*** RECORDS FOR THIS EXERCISE ***
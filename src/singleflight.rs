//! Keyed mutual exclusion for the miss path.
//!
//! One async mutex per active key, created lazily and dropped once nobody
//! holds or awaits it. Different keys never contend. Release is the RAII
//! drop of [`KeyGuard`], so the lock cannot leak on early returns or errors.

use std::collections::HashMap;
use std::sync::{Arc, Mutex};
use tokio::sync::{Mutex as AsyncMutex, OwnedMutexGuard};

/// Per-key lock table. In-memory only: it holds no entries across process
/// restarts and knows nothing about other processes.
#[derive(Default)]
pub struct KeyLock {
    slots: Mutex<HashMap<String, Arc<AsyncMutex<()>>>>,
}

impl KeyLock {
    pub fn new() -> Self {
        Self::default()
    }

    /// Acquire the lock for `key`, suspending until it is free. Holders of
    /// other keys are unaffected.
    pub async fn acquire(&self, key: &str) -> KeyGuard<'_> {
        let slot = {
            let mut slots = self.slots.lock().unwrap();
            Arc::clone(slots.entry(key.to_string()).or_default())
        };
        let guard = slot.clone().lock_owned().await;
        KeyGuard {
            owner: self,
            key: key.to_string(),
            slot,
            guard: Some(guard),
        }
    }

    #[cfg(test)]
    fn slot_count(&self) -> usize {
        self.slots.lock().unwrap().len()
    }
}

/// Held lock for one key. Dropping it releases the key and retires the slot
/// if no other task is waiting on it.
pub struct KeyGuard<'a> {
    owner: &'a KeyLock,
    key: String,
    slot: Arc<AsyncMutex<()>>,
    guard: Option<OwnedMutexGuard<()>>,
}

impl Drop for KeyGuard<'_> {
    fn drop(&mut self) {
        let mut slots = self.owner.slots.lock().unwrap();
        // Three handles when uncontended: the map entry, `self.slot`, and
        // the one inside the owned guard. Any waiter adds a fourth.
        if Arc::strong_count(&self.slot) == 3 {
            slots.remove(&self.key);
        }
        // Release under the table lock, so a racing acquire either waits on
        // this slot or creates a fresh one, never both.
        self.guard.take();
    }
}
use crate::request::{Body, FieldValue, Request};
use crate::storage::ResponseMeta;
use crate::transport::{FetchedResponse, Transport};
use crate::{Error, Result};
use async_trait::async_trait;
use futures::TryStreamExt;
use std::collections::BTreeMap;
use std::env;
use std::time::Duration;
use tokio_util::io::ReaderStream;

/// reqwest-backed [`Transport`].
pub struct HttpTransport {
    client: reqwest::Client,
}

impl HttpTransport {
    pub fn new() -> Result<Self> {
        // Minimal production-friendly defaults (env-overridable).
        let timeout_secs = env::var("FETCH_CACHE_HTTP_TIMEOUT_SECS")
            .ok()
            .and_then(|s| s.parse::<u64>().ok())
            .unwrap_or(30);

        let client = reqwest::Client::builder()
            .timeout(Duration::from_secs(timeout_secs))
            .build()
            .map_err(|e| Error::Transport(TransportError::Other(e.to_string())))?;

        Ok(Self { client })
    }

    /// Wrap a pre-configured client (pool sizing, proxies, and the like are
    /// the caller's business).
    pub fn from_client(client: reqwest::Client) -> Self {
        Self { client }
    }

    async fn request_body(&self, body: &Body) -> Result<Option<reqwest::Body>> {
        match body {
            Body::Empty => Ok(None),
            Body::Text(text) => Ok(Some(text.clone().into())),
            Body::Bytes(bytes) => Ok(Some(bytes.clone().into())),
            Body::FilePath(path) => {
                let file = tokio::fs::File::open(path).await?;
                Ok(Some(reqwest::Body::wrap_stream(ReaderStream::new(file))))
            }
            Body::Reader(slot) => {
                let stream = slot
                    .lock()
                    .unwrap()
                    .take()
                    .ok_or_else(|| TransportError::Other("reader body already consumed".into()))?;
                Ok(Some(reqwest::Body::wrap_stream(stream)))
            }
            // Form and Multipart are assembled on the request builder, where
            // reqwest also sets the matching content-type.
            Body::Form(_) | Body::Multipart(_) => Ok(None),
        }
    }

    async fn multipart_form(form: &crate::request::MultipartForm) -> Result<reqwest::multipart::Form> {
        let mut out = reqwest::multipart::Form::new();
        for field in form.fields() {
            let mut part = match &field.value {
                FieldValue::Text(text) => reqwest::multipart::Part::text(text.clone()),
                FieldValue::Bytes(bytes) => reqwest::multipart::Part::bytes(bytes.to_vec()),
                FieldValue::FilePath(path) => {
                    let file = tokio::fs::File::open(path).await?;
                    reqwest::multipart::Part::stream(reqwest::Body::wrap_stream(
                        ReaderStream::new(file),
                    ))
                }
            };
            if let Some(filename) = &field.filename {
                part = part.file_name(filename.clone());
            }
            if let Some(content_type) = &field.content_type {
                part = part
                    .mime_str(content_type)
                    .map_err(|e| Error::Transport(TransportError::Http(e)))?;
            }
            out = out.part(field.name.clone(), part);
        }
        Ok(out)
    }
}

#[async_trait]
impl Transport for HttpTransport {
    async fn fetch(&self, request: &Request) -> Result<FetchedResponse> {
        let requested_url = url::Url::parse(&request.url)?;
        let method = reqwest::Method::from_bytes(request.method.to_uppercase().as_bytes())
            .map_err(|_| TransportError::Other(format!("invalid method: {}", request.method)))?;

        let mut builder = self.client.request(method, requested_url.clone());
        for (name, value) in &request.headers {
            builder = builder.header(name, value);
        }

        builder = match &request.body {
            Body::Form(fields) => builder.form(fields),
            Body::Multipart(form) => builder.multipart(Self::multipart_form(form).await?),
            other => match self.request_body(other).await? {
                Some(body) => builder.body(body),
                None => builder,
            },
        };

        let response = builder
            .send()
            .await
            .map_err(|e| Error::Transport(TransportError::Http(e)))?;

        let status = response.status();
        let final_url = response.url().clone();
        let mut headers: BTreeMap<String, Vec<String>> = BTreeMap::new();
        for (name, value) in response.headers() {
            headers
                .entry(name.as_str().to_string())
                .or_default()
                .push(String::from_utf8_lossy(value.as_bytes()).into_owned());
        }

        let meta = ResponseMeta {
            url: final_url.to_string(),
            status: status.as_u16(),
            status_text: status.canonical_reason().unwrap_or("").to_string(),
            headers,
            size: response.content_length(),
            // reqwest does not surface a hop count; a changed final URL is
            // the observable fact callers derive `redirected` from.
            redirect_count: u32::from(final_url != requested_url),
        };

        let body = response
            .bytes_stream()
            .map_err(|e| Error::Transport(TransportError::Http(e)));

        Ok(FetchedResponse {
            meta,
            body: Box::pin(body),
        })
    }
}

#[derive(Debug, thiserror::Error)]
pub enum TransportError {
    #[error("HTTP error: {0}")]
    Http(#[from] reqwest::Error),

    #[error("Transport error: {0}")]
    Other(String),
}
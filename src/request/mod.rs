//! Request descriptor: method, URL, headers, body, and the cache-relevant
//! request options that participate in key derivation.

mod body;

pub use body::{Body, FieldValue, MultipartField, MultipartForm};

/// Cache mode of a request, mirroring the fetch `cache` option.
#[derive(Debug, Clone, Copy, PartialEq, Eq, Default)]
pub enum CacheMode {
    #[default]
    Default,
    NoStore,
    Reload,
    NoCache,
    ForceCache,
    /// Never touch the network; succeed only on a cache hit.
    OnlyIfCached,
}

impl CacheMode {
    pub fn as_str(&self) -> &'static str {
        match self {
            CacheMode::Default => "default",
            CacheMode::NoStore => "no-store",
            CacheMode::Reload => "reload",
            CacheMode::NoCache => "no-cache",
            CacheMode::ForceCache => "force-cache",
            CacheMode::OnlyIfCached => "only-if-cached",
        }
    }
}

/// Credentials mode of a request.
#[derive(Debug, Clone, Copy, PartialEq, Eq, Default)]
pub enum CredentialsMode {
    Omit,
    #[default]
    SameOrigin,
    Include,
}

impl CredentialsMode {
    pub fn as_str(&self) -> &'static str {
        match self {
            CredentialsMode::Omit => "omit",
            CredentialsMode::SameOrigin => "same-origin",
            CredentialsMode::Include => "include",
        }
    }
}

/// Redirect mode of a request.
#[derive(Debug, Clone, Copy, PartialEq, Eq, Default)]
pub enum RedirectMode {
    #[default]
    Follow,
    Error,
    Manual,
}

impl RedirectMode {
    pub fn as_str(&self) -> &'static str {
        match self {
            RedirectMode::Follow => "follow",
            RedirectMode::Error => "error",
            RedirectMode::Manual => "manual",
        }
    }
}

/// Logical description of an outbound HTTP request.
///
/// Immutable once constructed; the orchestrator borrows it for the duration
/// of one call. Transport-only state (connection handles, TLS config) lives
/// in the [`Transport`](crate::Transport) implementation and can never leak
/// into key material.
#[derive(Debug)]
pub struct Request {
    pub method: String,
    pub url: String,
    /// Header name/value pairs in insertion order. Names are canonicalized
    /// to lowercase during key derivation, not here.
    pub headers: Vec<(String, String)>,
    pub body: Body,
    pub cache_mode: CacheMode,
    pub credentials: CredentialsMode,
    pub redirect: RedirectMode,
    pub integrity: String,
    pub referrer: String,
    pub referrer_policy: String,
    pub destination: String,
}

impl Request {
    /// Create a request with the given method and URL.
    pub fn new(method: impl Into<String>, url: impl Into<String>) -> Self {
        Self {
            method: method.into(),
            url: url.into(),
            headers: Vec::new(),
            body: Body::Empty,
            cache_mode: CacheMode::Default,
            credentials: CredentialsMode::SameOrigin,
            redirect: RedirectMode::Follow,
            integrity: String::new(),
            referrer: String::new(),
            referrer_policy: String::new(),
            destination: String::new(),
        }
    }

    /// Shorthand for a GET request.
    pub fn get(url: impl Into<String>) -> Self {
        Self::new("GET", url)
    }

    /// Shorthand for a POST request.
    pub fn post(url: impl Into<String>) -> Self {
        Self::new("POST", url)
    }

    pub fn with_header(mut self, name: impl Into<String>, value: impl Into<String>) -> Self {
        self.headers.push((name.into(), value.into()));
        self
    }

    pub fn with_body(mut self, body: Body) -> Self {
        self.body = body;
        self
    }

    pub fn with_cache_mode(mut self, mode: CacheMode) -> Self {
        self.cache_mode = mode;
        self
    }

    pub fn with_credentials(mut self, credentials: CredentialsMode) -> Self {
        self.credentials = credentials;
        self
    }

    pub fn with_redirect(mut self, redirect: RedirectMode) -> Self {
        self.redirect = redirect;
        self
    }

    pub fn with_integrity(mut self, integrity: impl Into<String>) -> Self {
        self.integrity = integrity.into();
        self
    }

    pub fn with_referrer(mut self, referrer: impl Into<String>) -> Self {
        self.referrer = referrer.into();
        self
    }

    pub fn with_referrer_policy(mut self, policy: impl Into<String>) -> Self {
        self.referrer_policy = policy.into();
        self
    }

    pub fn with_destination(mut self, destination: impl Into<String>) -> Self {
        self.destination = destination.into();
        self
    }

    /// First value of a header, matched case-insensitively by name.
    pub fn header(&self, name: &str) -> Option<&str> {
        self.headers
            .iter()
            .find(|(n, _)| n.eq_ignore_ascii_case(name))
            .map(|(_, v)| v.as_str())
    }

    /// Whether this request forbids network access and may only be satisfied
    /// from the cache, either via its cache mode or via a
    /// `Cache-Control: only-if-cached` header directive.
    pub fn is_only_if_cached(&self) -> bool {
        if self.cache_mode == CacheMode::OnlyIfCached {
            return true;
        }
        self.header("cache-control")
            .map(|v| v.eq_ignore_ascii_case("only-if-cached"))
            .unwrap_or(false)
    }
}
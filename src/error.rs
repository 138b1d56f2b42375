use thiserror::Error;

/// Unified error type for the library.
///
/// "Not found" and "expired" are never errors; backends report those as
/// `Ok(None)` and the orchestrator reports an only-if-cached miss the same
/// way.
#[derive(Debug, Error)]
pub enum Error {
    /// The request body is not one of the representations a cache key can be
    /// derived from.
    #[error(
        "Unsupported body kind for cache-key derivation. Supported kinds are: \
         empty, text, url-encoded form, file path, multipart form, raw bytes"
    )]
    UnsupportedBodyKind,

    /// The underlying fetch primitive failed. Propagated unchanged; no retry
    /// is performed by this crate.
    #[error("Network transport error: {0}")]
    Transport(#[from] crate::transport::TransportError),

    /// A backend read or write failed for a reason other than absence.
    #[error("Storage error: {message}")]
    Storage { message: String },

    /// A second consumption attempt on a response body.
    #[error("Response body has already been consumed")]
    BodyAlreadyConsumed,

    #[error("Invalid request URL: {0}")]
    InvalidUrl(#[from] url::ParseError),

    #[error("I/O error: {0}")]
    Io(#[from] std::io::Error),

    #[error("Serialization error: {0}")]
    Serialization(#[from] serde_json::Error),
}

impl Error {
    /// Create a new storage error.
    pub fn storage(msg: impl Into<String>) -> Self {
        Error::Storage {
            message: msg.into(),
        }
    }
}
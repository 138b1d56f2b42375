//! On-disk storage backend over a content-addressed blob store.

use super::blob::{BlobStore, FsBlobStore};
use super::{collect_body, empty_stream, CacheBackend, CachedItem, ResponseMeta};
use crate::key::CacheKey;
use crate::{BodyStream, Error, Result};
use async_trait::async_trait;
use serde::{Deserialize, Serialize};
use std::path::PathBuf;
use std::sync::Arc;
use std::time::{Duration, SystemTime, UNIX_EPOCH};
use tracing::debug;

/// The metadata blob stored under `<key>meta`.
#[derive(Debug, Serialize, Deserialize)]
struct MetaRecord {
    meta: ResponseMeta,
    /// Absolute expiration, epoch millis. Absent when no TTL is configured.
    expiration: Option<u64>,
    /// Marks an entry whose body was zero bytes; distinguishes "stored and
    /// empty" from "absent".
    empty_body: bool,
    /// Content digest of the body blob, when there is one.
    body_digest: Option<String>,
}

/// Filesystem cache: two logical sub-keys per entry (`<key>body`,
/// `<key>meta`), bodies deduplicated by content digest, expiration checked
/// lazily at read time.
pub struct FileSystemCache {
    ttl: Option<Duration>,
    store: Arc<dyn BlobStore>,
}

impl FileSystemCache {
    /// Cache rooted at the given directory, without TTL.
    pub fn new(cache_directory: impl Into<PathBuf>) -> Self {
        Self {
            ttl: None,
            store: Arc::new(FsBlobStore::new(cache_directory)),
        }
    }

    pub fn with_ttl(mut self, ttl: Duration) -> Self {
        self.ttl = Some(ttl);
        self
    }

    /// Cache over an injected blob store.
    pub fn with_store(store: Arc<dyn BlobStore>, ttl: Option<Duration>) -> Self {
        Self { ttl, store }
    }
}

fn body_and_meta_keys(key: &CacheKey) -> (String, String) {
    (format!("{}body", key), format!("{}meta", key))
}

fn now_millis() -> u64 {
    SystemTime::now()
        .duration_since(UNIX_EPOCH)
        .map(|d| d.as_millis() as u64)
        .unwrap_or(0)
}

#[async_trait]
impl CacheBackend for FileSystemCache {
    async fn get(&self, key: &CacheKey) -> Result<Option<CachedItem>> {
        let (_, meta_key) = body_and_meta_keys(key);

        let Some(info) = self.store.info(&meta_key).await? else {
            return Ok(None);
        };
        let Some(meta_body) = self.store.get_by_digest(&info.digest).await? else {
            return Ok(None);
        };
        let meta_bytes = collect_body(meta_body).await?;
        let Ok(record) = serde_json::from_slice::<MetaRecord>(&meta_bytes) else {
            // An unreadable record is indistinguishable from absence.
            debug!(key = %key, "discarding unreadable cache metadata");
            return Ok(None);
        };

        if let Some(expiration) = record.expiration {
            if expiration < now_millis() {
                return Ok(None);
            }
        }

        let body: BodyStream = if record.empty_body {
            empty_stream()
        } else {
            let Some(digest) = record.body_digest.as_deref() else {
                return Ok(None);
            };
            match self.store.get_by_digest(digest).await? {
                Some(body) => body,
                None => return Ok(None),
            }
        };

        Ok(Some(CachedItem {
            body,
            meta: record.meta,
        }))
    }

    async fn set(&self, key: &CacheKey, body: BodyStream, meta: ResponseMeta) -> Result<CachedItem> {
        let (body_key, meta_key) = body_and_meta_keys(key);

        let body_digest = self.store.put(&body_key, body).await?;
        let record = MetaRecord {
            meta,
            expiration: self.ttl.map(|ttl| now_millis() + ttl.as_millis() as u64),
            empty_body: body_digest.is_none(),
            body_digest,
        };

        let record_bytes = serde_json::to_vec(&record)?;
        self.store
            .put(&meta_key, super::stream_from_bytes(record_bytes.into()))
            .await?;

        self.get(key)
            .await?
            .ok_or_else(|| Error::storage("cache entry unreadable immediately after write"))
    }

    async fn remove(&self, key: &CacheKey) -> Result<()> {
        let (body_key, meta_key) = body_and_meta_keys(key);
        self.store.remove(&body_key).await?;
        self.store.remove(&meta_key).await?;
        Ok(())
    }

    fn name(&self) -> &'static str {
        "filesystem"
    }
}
*** End of RECORDS FOR THIS EXERCISE ***
**PROBLEM DETAILS:** Copy each line above containing the string "open".

**SOLUTION FOR THIS TASK:**
                let file = tokio::fs::File::open(path).await?;
                    let file = tokio::fs::File::open(path).await?;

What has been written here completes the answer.